We are setting up a continuous delivery pipeline in Jenkins, using the build pipeline plugin.
Our deployment steps uses a proprietary deploy tool (triggered by a HTTP request from jenkins), but we need to have an additional Jenkins step for acceptance tests on the then deployed project. So our deploy tool will need to trigger the last pipeline step.
The jenkins setup for this is obvious:
For a Manually Triggered downstream build step: To add a build step
that will wait for a manual trigger:
Select the Build Pipeline Plugin, Manually Execute Downstream Project check-box
Enter the name(s) of the downstream projects in the Downstream
Project Names field. (n.b. Multiple projects can be specified by using comma, like "abc, def".)
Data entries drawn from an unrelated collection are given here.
use crate::models::SubmissionResult;

/// Extension points the engine reports progress to.
pub(crate) trait Observer: Send + Sync {
    fn fetch_started(&self, source: &str);
    fn fetch_finished(&self, source: &str, items: usize);
    /// A secondary source was used because the primary one failed or was empty.
    fn fallback_taken(&self, source: &str, reason: &str);
    fn item_skipped(&self, subject: &str, reason: &str);
    fn batch_started(&self, items: usize, days: usize);
    fn submission_finished(&self, result: &SubmissionResult);
    fn batch_finished(&self, succeeded: usize, failed: usize);
}

/// Forwards every event to the `log` facade.
#[derive(Clone, Copy, Debug, Default)]
pub(crate) struct LogObserver;

impl Observer for LogObserver {
    fn fetch_started(&self, source: &str) {
        log::debug!("Fetching {source}");
    }

    fn fetch_finished(&self, source: &str, items: usize) {
        log::debug!("Fetched {items} items from {source}");
    }

    fn fallback_taken(&self, source: &str, reason: &str) {
        log::warn!("Falling back for {source}: {reason}");
    }

    fn item_skipped(&self, subject: &str, reason: &str) {
        log::debug!("Skipping {subject}: {reason}");
    }

    fn batch_started(&self, items: usize, days: usize) {
        log::info!("Submitting {items} entries over {days} days");
    }

    fn submission_finished(&self, result: &SubmissionResult) {
        if result.success {
            log::info!("Task #{} on {}: {}", result.task_id, result.date, result.message);
        } else {
            log::warn!("Task #{} on {}: {}", result.task_id, result.date, result.message);
        }
    }

    fn batch_finished(&self, succeeded: usize, failed: usize) {
        log::info!("Batch finished: {succeeded} succeeded, {failed} failed");
    }
}
//! Test doubles for the remote service and the observer.

use std::sync::atomic::{AtomicI64, AtomicUsize, Ordering};
use std::sync::{Arc, Mutex};
use std::time::Duration;

use async_trait::async_trait;
use chrono::NaiveDate;
use rand::rngs::StdRng;
use rand::{Rng, SeedableRng};

use crate::models::{Holiday, LoggedTime, SubmissionResult, TaskId, TimeAllocation};
use crate::observer::Observer;
use crate::remote::{HolidaySource, RemoteError, TimeLogService};

pub(crate) fn date(y: i32, m: u32, d: u32) -> NaiveDate {
    NaiveDate::from_ymd_opt(y, m, d).unwrap()
}

pub(crate) struct StubService {
    pub holidays: Vec<Holiday>,
    pub holiday_error: bool,
    pub logged: Vec<LoggedTime>,
    /// Share of submissions that fail, drawn from a seeded generator.
    pub failure_rate: f64,
    pub delay: Duration,
    pub failing_deletes: Vec<i64>,
    pub rng: Mutex<StdRng>,
    pub holiday_calls: AtomicUsize,
    pub submit_calls: AtomicUsize,
    pub delete_calls: AtomicUsize,
    pub in_flight: AtomicUsize,
    pub max_in_flight: AtomicUsize,
    pub next_id: AtomicI64,
}

impl Default for StubService {
    fn default() -> Self {
        Self {
            holidays: Vec::new(),
            holiday_error: false,
            logged: Vec::new(),
            failure_rate: 0.0,
            delay: Duration::ZERO,
            failing_deletes: Vec::new(),
            rng: Mutex::new(StdRng::seed_from_u64(7)),
            holiday_calls: AtomicUsize::new(0),
            submit_calls: AtomicUsize::new(0),
            delete_calls: AtomicUsize::new(0),
            in_flight: AtomicUsize::new(0),
            max_in_flight: AtomicUsize::new(0),
            next_id: AtomicI64::new(1000),
        }
    }
}

impl StubService {
    pub(crate) fn shared(self) -> Arc<Self> {
        Arc::new(self)
    }

    pub(crate) fn submit_calls(&self) -> usize {
        self.submit_calls.load(Ordering::SeqCst)
    }

    pub(crate) fn holiday_calls(&self) -> usize {
        self.holiday_calls.load(Ordering::SeqCst)
    }
}

#[async_trait]
impl HolidaySource for StubService {
    async fn fetch_holidays(&self, _year: i32) -> Result<Vec<Holiday>, RemoteError> {
        self.holiday_calls.fetch_add(1, Ordering::SeqCst);
        if self.holiday_error {
            return Err(RemoteError::Status {
                status: 503,
                body: "unavailable".into(),
            });
        }
        Ok(self.holidays.clone())
    }
}

#[async_trait]
impl TimeLogService for StubService {
    async fn fetch_logged_time(
        &self,
        _month: u32,
        _year: i32,
    ) -> Result<Vec<LoggedTime>, RemoteError> {
        Ok(self.logged.clone())
    }

    async fn submit_time_entry(
        &self,
        task_id: TaskId,
        entry: &TimeAllocation,
    ) -> Result<Option<i64>, RemoteError> {
        self.submit_calls.fetch_add(1, Ordering::SeqCst);
        let now = self.in_flight.fetch_add(1, Ordering::SeqCst) + 1;
        self.max_in_flight.fetch_max(now, Ordering::SeqCst);
        if !self.delay.is_zero() {
            tokio::time::sleep(self.delay).await;
        }
        self.in_flight.fetch_sub(1, Ordering::SeqCst);

        entry.validate(task_id)?;
        let fail = self.rng.lock().unwrap().gen_bool(self.failure_rate);
        if fail {
            return Err(RemoteError::Rejected {
                status: 422,
                errors: vec!["simulated failure".into()],
            });
        }
        Ok(Some(self.next_id.fetch_add(1, Ordering::SeqCst)))
    }

    async fn delete_time_entry(&self, entry_id: i64) -> Result<(), RemoteError> {
        self.delete_calls.fetch_add(1, Ordering::SeqCst);
        if self.failing_deletes.contains(&entry_id) {
            return Err(RemoteError::Status {
                status: 404,
                body: "not found".into(),
            });
        }
        Ok(())
    }
}

#[derive(Default)]
pub(crate) struct RecordingObserver {
    pub events: Mutex<Vec<String>>,
}

impl RecordingObserver {
    pub(crate) fn events(&self) -> Vec<String> {
        self.events.lock().unwrap().clone()
    }

    fn record(&self, event: String) {
        self.events.lock().unwrap().push(event);
    }
}

impl Observer for RecordingObserver {
    fn fetch_started(&self, source: &str) {
        self.record(format!("fetch_started:{source}"));
    }

    fn fetch_finished(&self, source: &str, items: usize) {
        self.record(format!("fetch_finished:{source}:{items}"));
    }

    fn fallback_taken(&self, source: &str, _reason: &str) {
        self.record(format!("fallback:{source}"));
    }

    fn item_skipped(&self, subject: &str, _reason: &str) {
        self.record(format!("skipped:{subject}"));
    }

    fn batch_started(&self, items: usize, days: usize) {
        self.record(format!("batch_started:{items}:{days}"));
    }

    fn submission_finished(&self, result: &SubmissionResult) {
        self.record(format!("submitted:{}:{}", result.task_id, result.success));
    }

    fn batch_finished(&self, succeeded: usize, failed: usize) {
        self.record(format!("batch:{succeeded}:{failed}"));
    }
}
Source: Build Pipeline Plugin
The problem is: I can't seem to find a way to trigger this downstream build through a URL.
In fact I'd need the URL in the deploy job, so I can send it to the deploy tool as a callback URL. Can anybody help?
If I understand correctly, you want to use remote access API, which to my knowledge is no different between general project or pipeline one.
Take a look here:
https://wiki.jenkins-ci.org/display/JENKINS/Remote+access+API
Submitting jobs
Jobs without parameters
You merely need to perform an HTTP POST on JENKINS_URL/job/JOBNAME/build?token=TOKEN where TOKEN is set up in the job configuration.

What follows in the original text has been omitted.